• **TASK BRIEF**: Tally the lines in the entries where the string "directory" appears, and write only the total.

• **EXERCISE INPUT**:
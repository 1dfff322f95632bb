//! Cache storage backends.

use crate::keys::entry_file_name;
use async_trait::async_trait;
use ipscope_core::ports::CacheStorage;
use ipscope_core::{CacheEntry, Error, RequestKey, ResponseSnapshot, Result};
use serde::{Deserialize, Serialize};
use std::collections::{BTreeMap, HashMap};
use std::path::{Path, PathBuf};
use tokio::sync::RwLock;
use tracing::{debug, warn};
use uuid::Uuid;

type Partition = HashMap<RequestKey, ResponseSnapshot>;

/// In-memory cache store.
///
/// An optional per-partition entry limit makes writes fail with
/// [`Error::QuotaExceeded`] once a partition is full.
#[derive(Default)]
pub struct MemoryCacheStore {
    partitions: RwLock<BTreeMap<String, Partition>>,
    max_entries: Option<usize>,
}

impl MemoryCacheStore {
    pub fn new() -> Self {
        Self::default()
    }

    pub fn with_max_entries(max_entries: usize) -> Self {
        Self {
            partitions: RwLock::new(BTreeMap::new()),
            max_entries: Some(max_entries),
        }
    }
}

#[async_trait]
impl CacheStorage for MemoryCacheStore {
    async fn open(&self, name: &str) -> Result<()> {
        self.partitions
            .write()
            .await
            .entry(name.to_string())
            .or_default();
        Ok(())
    }

    async fn has(&self, name: &str) -> Result<bool> {
        Ok(self.partitions.read().await.contains_key(name))
    }

    async fn keys(&self) -> Result<Vec<String>> {
        Ok(self.partitions.read().await.keys().cloned().collect())
    }

    async fn delete(&self, name: &str) -> Result<bool> {
        Ok(self.partitions.write().await.remove(name).is_some())
    }

    async fn lookup(&self, name: &str, key: &RequestKey) -> Result<Option<ResponseSnapshot>> {
        Ok(self
            .partitions
            .read()
            .await
            .get(name)
            .and_then(|partition| partition.get(key))
            .cloned())
    }

    async fn put(&self, name: &str, key: &RequestKey, response: &ResponseSnapshot) -> Result<()> {
        let mut partitions = self.partitions.write().await;
        let partition = partitions.entry(name.to_string()).or_default();

        if let Some(limit) = self.max_entries {
            if partition.len() >= limit && !partition.contains_key(key) {
                return Err(Error::QuotaExceeded {
                    partition: name.to_string(),
                    limit,
                });
            }
        }

        partition.insert(key.clone(), response.clone());
        Ok(())
    }

    async fn entries(&self, name: &str) -> Result<Vec<CacheEntry>> {
        let partitions = self.partitions.read().await;
        let partition = partitions
            .get(name)
            .ok_or_else(|| Error::PartitionNotFound(name.to_string()))?;

        let mut entries: Vec<CacheEntry> = partition
            .iter()
            .map(|(key, snapshot)| CacheEntry::from_snapshot(key.clone(), snapshot))
            .collect();
        entries.sort_by(|a, b| a.key.cmp(&b.key));
        Ok(entries)
    }
}

/// Partition names become directory names: ASCII letters, digits, `-`,
/// `_` and `.`, not starting with a dot.
fn is_valid_partition_name(name: &str) -> bool {
    !name.is_empty()
        && !name.starts_with('.')
        && name
            .chars()
            .all(|c| c.is_ascii_alphanumeric() || matches!(c, '-' | '_' | '.'))
}

/// On-disk layout of one entry.
#[derive(Serialize, Deserialize)]
struct StoredEntry {
    key: RequestKey,
    response: ResponseSnapshot,
}

/// Filesystem-backed cache store.
///
/// Each partition is a directory under the root; each entry is a JSON file
/// named after a digest of its request identity.
pub struct FilesystemCacheStore {
    root_dir: PathBuf,
}

impl FilesystemCacheStore {
    pub fn new(root_dir: impl Into<PathBuf>) -> Self {
        Self {
            root_dir: root_dir.into(),
        }
    }

    pub fn root_dir(&self) -> &Path {
        &self.root_dir
    }

    fn partition_dir(&self, name: &str) -> Result<PathBuf> {
        if !is_valid_partition_name(name) {
            return Err(Error::CacheStore(format!("Invalid partition name: {}", name)));
        }
        Ok(self.root_dir.join(name))
    }

    fn entry_path(&self, name: &str, key: &RequestKey) -> Result<PathBuf> {
        Ok(self.partition_dir(name)?.join(entry_file_name(key)))
    }

    async fn read_entry(path: &Path) -> Result<StoredEntry> {
        let raw = tokio::fs::read(path)
            .await
            .map_err(|e| Error::CacheStore(format!("Failed to read cache entry: {}", e)))?;
        Ok(serde_json::from_slice(&raw)?)
    }
}

#[async_trait]
impl CacheStorage for FilesystemCacheStore {
    async fn open(&self, name: &str) -> Result<()> {
        let dir = self.partition_dir(name)?;
        tokio::fs::create_dir_all(&dir)
            .await
            .map_err(|e| Error::CacheStore(format!("Failed to create cache dir: {}", e)))
    }

    async fn has(&self, name: &str) -> Result<bool> {
        Ok(self.partition_dir(name)?.is_dir())
    }

    async fn keys(&self) -> Result<Vec<String>> {
        if !self.root_dir.exists() {
            return Ok(vec![]);
        }

        let mut read_dir = tokio::fs::read_dir(&self.root_dir)
            .await
            .map_err(|e| Error::CacheStore(format!("Failed to read cache dir: {}", e)))?;

        let mut names = vec![];
        while let Some(entry) = read_dir
            .next_entry()
            .await
            .map_err(|e| Error::CacheStore(format!("Failed to read entry: {}", e)))?
        {
            let is_dir = entry
                .file_type()
                .await
                .map(|t| t.is_dir())
                .unwrap_or(false);
            let name = entry.file_name().to_string_lossy().to_string();
            if is_dir && !name.starts_with('.') {
                names.push(name);
            }
        }

        names.sort();
        Ok(names)
    }

    async fn delete(&self, name: &str) -> Result<bool> {
        let dir = self.partition_dir(name)?;
        if !dir.exists() {
            return Ok(false);
        }
        tokio::fs::remove_dir_all(&dir)
            .await
            .map_err(|e| Error::CacheStore(format!("Failed to delete cache: {}", e)))?;
        Ok(true)
    }

    async fn lookup(&self, name: &str, key: &RequestKey) -> Result<Option<ResponseSnapshot>> {
        let path = self.entry_path(name, key)?;
        if !path.exists() {
            return Ok(None);
        }

        let stored = Self::read_entry(&path).await?;
        if &stored.key != key {
            debug!(path = %path.display(), "Cache entry digest collision, treating as miss");
            return Ok(None);
        }
        Ok(Some(stored.response))
    }

    async fn put(&self, name: &str, key: &RequestKey, response: &ResponseSnapshot) -> Result<()> {
        self.open(name).await?;
        let path = self.entry_path(name, key)?;

        let stored = StoredEntry {
            key: key.clone(),
            response: response.clone(),
        };
        let contents = serde_json::to_vec(&stored)?;

        // Each writer renames its own temp file into place, so readers
        // and concurrent writers never observe a partial entry.
        let tmp_path = path.with_extension(format!("{}.tmp", Uuid::new_v4().simple()));
        let written = match tokio::fs::write(&tmp_path, contents).await {
            Ok(()) => tokio::fs::rename(&tmp_path, &path).await,
            Err(e) => Err(e),
        };
        if let Err(e) = written {
            if let Err(cleanup) = tokio::fs::remove_file(&tmp_path).await {
                if cleanup.kind() != std::io::ErrorKind::NotFound {
                    warn!(path = %tmp_path.display(), error = %cleanup, "Failed to remove temp file");
                }
            }
            return Err(Error::CacheStore(format!("Failed to write cache: {}", e)));
        }

        Ok(())
    }

    async fn entries(&self, name: &str) -> Result<Vec<CacheEntry>> {
        let dir = self.partition_dir(name)?;
        if !dir.is_dir() {
            return Err(Error::PartitionNotFound(name.to_string()));
        }

        let mut read_dir = tokio::fs::read_dir(&dir)
            .await
            .map_err(|e| Error::CacheStore(format!("Failed to read cache dir: {}", e)))?;

        let mut entries = vec![];
        while let Some(entry) = read_dir
            .next_entry()
            .await
            .map_err(|e| Error::CacheStore(format!("Failed to read entry: {}", e)))?
        {
            let path = entry.path();
            if path.extension().and_then(|ext| ext.to_str()) != Some("json") {
                continue;
            }
            let stored = Self::read_entry(&path).await?;
            entries.push(CacheEntry::from_snapshot(stored.key, &stored.response));
        }

        entries.sort_by(|a, b| a.key.cmp(&b.key));
        Ok(entries)
    }
}

#[cfg(test)]
mod tests {
    use super::*;
    use url::Url;

    fn key(url: &str) -> RequestKey {
        RequestKey::get(&Url::parse(url).unwrap())
    }

    #[tokio::test]
    async fn test_memory_put_and_lookup() {
        let store = MemoryCacheStore::new();
        let k = key("https://example.com/a.css");

        store.put("static-v1", &k, &ResponseSnapshot::ok("body")).await.unwrap();

        let hit = store.lookup("static-v1", &k).await.unwrap().unwrap();
        assert_eq!(hit.body, b"body");
        assert!(store.lookup("dynamic-v1", &k).await.unwrap().is_none());
        assert_eq!(store.keys().await.unwrap(), vec!["static-v1".to_string()]);
    }

    #[tokio::test]
    async fn test_memory_quota() {
        let store = MemoryCacheStore::with_max_entries(1);
        store
            .put("dynamic-v1", &key("https://a.test/1"), &ResponseSnapshot::ok("1"))
            .await
            .unwrap();

        // Overwriting an existing key stays within quota.
        store
            .put("dynamic-v1", &key("https://a.test/1"), &ResponseSnapshot::ok("2"))
            .await
            .unwrap();

        let err = store
            .put("dynamic-v1", &key("https://a.test/2"), &ResponseSnapshot::ok("3"))
            .await
            .unwrap_err();
        assert!(matches!(err, Error::QuotaExceeded { limit: 1, .. }));
    }

    #[tokio::test]
    async fn test_memory_lookup_any() {
        let store = MemoryCacheStore::new();
        let k = key("http://localhost/offline.html");
        store.open("a-v1").await.unwrap();
        store.put("b-v1", &k, &ResponseSnapshot::ok("offline")).await.unwrap();

        let hit = store.lookup_any(&k).await.unwrap().unwrap();
        assert_eq!(hit.body, b"offline");
    }

    #[tokio::test]
    async fn test_memory_delete() {
        let store = MemoryCacheStore::new();
        store.open("old-cache-v0").await.unwrap();
        assert!(store.delete("old-cache-v0").await.unwrap());
        assert!(!store.delete("old-cache-v0").await.unwrap());
        assert!(store.keys().await.unwrap().is_empty());
    }

    #[tokio::test]
    async fn test_filesystem_roundtrip() {
        let dir = tempfile::tempdir().unwrap();
        let store = FilesystemCacheStore::new(dir.path());
        let k = key("https://fonts.googleapis.com/css2?family=Inter");
        let response = ResponseSnapshot::ok("@font-face {}").with_header("content-type", "text/css");

        store.put("ipscope-dynamic-v1", &k, &response).await.unwrap();

        let hit = store.lookup("ipscope-dynamic-v1", &k).await.unwrap().unwrap();
        assert_eq!(hit, response);
        assert!(store.has("ipscope-dynamic-v1").await.unwrap());

        let entries = store.entries("ipscope-dynamic-v1").await.unwrap();
        assert_eq!(entries.len(), 1);
        assert_eq!(entries[0].key, k);
        assert_eq!(entries[0].size_bytes, 13);
    }

    #[tokio::test]
    async fn test_filesystem_survives_reopen() {
        let dir = tempfile::tempdir().unwrap();
        let k = key("http://localhost:8080/");
        {
            let store = FilesystemCacheStore::new(dir.path());
            store.put("static-v1", &k, &ResponseSnapshot::ok("<html>")).await.unwrap();
        }

        let store = FilesystemCacheStore::new(dir.path());
        assert_eq!(store.keys().await.unwrap(), vec!["static-v1".to_string()]);
        assert!(store.lookup("static-v1", &k).await.unwrap().is_some());
    }

    #[tokio::test]
    async fn test_filesystem_delete_and_missing_root() {
        let dir = tempfile::tempdir().unwrap();
        let store = FilesystemCacheStore::new(dir.path().join("not-yet-created"));
        assert!(store.keys().await.unwrap().is_empty());

        store.open("old-cache-v0").await.unwrap();
        assert!(store.delete("old-cache-v0").await.unwrap());
        assert!(!store.has("old-cache-v0").await.unwrap());
    }

    #[tokio::test]
    async fn test_filesystem_rejects_unsafe_names() {
        let dir = tempfile::tempdir().unwrap();
        let store = FilesystemCacheStore::new(dir.path());
        for name in ["../escape", "a/b", "c:d", ".hidden", ""] {
            let err = store.open(name).await.unwrap_err();
            assert!(matches!(err, Error::CacheStore(_)), "accepted {:?}", name);
        }
        store.open("ipscope-static-v1.0.0").await.unwrap();
    }

    #[tokio::test(flavor = "multi_thread", worker_threads = 4)]
    async fn test_filesystem_concurrent_puts_of_one_key() {
        let dir = tempfile::tempdir().unwrap();
        let store = std::sync::Arc::new(FilesystemCacheStore::new(dir.path()));
        let k = key("https://fonts.googleapis.com/css2?family=Inter");
        let large = "x".repeat(20 * 1024);

        for _ in 0..20 {
            let writes = (0..8).map(|i| {
                let store = store.clone();
                let k = k.clone();
                let body = if i % 2 == 0 { large.clone() } else { "small body".to_string() };
                tokio::spawn(async move {
                    store.put("dynamic-v1", &k, &ResponseSnapshot::ok(body)).await
                })
            });
            for result in futures::future::join_all(writes).await {
                result.unwrap().unwrap();
            }

            let hit = store.lookup("dynamic-v1", &k).await.unwrap().unwrap();
            assert!(hit.body.len() == large.len() || hit.body == b"small body");
        }

        assert_eq!(store.entries("dynamic-v1").await.unwrap().len(), 1);
        let files = std::fs::read_dir(dir.path().join("dynamic-v1")).unwrap().count();
        assert_eq!(files, 1);
    }
}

• **PROBLEM SOLUTION**: 2